[[ Study material, beginning ]]

//! OCR output handling: shard parsing, per-page text extraction and shard collection.

pub mod collector;
pub mod extractor;
pub mod shard;

pub use collector::ShardCollector;
pub use extractor::extract_page_text;
pub use shard::DocumentShard;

[[ Study material, end ]]

[Exercise]:
All lines from the one with "pub use extractor::extract_page_text;" through the final line above are to be quoted exactly; quote no other line.

[Answer below]:
pub use extractor::extract_page_text;
pub use shard::DocumentShard;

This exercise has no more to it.